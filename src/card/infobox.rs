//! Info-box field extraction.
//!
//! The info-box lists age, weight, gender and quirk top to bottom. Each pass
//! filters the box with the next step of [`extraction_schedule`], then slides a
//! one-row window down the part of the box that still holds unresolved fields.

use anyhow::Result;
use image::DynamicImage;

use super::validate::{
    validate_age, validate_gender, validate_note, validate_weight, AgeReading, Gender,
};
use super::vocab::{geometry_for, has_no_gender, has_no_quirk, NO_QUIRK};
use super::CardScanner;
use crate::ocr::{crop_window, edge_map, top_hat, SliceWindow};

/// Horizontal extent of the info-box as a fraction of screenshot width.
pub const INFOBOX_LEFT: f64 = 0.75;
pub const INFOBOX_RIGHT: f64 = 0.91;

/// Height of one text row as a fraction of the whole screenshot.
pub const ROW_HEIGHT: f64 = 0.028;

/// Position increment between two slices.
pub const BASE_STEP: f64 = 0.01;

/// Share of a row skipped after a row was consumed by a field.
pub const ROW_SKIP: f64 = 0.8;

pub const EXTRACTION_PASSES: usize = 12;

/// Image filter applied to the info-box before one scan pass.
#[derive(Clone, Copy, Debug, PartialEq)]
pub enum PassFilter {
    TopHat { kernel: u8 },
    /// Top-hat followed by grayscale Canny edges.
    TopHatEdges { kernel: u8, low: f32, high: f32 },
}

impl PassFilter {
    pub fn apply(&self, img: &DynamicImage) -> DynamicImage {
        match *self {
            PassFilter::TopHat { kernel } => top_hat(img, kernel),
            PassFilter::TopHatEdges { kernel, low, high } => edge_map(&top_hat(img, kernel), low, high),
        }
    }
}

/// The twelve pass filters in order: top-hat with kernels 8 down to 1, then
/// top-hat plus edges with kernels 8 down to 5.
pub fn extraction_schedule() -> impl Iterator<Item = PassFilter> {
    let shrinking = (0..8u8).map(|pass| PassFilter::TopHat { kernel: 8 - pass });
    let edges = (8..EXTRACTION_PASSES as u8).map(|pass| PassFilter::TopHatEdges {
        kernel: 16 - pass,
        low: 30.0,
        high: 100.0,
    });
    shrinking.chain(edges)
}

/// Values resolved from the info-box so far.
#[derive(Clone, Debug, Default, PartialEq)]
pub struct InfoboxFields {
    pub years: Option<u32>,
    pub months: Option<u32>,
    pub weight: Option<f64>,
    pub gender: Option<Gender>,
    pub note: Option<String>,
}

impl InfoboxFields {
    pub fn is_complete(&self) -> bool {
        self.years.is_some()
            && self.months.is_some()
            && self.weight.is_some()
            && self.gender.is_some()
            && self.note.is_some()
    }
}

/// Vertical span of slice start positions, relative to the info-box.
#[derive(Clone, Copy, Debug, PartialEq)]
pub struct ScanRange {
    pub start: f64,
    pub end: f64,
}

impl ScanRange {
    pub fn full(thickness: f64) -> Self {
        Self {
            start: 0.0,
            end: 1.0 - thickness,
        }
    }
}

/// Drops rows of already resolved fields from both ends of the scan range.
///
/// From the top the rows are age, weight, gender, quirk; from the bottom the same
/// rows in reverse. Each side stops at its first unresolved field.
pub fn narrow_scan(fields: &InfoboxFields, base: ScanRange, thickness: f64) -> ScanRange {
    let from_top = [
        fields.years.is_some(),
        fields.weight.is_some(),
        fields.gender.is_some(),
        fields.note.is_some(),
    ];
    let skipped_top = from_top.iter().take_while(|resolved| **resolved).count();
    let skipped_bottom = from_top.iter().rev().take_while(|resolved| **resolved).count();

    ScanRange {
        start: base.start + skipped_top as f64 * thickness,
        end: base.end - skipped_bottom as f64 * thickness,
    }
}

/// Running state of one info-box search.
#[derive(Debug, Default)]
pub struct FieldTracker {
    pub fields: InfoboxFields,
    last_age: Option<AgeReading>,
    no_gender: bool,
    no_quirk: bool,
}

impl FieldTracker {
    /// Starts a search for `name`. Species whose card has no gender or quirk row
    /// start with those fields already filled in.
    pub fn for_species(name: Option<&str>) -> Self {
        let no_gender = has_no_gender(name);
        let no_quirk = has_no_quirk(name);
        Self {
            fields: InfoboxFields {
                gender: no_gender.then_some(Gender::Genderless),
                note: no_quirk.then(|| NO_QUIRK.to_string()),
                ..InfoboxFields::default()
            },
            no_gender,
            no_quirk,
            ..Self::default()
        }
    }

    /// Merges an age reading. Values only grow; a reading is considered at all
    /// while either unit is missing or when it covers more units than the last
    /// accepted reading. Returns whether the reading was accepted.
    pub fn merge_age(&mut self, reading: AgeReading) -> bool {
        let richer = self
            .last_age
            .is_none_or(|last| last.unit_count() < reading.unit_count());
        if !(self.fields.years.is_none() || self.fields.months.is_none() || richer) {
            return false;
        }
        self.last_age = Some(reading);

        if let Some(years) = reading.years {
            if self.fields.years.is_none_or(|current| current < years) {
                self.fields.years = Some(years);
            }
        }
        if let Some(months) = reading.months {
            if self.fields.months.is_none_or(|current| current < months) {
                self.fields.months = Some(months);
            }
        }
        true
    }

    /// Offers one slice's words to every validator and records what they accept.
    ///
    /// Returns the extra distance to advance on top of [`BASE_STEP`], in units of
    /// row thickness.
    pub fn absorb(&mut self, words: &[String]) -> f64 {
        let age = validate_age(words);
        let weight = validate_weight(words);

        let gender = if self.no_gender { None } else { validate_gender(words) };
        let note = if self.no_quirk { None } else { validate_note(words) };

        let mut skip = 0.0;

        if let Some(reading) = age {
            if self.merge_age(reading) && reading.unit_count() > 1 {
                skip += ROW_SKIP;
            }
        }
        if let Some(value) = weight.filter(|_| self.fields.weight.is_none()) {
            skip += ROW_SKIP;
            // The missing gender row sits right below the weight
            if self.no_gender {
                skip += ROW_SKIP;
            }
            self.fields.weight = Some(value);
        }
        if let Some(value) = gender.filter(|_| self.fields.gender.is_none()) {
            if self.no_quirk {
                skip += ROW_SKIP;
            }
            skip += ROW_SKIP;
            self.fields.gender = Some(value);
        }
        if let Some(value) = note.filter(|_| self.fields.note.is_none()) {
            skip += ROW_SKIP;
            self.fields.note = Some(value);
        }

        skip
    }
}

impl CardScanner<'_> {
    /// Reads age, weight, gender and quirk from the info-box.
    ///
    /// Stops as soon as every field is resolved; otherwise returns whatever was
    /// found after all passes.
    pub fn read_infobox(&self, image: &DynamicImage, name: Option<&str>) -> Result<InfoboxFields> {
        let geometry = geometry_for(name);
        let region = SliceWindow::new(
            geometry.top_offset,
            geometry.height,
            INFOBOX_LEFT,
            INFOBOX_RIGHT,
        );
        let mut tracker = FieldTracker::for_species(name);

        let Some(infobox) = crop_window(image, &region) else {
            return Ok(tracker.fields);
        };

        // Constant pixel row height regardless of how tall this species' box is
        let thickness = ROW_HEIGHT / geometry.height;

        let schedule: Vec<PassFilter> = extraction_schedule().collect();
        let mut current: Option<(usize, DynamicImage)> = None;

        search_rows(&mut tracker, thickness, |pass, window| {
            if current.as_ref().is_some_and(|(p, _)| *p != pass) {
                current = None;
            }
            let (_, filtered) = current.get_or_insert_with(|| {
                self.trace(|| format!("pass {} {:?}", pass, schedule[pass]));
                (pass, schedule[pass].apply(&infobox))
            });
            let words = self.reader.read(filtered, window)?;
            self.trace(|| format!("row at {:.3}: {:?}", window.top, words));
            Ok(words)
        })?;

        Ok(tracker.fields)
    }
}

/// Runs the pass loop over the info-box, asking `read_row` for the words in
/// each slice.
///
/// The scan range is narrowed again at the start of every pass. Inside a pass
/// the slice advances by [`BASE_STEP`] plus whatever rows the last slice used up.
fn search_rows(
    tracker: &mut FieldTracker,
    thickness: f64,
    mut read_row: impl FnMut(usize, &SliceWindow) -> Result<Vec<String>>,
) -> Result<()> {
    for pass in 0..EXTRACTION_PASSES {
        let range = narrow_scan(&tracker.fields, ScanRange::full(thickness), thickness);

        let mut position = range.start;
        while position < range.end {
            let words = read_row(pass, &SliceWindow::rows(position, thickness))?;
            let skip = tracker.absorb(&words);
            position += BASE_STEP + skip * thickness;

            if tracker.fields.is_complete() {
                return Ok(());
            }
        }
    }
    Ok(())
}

────

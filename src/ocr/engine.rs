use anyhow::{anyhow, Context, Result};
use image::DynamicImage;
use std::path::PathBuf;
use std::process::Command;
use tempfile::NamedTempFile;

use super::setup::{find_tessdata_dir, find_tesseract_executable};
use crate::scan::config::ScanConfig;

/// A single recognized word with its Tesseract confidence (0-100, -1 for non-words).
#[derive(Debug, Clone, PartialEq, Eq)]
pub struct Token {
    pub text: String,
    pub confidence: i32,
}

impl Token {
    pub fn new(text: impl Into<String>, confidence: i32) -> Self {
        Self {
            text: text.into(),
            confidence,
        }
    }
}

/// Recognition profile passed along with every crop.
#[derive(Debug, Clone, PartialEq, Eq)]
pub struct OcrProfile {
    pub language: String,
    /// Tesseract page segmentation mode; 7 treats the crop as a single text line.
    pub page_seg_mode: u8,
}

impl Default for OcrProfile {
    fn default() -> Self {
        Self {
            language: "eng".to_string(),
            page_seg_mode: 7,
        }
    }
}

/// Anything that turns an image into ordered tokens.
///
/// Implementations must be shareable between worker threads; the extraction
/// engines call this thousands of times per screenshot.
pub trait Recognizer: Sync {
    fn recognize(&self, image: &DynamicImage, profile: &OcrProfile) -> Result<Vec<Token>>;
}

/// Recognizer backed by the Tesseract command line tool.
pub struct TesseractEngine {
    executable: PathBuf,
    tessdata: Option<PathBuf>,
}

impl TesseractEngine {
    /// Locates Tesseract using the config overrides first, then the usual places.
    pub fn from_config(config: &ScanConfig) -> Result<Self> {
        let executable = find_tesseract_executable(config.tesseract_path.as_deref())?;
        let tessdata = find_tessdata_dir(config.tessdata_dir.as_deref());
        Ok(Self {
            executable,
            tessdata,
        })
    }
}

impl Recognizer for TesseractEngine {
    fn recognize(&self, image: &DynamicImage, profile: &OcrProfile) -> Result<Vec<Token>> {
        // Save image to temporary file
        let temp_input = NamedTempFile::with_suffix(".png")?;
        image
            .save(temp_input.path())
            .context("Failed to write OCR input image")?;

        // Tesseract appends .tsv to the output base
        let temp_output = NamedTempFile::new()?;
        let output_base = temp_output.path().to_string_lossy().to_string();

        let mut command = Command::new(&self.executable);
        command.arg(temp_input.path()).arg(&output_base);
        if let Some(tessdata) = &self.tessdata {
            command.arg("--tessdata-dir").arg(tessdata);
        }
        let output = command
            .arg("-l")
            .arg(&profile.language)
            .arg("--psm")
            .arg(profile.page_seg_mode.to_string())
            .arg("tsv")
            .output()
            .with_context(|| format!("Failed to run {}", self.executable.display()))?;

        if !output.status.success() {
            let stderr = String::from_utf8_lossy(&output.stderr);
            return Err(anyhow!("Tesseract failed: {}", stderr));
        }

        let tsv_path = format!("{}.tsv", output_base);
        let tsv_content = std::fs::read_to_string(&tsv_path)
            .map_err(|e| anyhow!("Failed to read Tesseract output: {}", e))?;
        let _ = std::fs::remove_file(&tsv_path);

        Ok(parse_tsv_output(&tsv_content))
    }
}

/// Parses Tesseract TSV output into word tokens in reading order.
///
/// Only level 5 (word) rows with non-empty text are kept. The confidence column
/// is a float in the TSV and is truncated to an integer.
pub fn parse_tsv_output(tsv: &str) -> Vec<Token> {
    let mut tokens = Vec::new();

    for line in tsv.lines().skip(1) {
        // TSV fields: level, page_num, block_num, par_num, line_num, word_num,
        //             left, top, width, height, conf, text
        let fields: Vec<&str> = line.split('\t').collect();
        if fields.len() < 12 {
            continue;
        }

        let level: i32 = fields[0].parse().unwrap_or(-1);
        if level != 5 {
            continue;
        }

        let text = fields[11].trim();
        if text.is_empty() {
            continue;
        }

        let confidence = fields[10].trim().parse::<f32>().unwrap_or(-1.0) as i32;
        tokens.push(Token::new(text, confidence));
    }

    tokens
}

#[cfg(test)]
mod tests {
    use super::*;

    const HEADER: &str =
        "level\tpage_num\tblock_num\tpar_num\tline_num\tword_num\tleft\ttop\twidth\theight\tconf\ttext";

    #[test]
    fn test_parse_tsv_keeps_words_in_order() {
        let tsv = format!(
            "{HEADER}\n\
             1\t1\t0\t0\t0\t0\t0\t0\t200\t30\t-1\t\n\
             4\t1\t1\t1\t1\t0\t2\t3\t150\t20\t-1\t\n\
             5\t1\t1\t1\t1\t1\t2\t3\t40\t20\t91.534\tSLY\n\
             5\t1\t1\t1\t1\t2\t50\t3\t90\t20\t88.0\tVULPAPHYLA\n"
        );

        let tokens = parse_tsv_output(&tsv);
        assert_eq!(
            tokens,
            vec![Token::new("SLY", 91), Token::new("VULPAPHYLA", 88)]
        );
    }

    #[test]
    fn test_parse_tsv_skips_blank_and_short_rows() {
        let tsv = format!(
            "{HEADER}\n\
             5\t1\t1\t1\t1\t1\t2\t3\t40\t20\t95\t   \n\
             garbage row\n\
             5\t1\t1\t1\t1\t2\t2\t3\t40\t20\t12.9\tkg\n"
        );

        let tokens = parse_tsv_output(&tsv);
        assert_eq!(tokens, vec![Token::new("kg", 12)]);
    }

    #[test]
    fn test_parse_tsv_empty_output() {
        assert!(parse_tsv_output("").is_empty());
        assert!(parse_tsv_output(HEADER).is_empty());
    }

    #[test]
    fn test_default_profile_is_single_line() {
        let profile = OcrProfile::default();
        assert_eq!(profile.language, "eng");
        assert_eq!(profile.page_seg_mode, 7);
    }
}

────

**Requirement:**
All lines above from the line with "impl Recognizer for" through the line with "the output base", both included, are to be set down exactly, with nothing else.

**Response area:**
impl Recognizer for TesseractEngine {
    fn recognize(&self, image: &DynamicImage, profile: &OcrProfile) -> Result<Vec<Token>> {
        // Save image to temporary file
        let temp_input = NamedTempFile::with_suffix(".png")?;
        image
            .save(temp_input.path())
            .context("Failed to write OCR input image")?;

        // Tesseract appends .tsv to the output base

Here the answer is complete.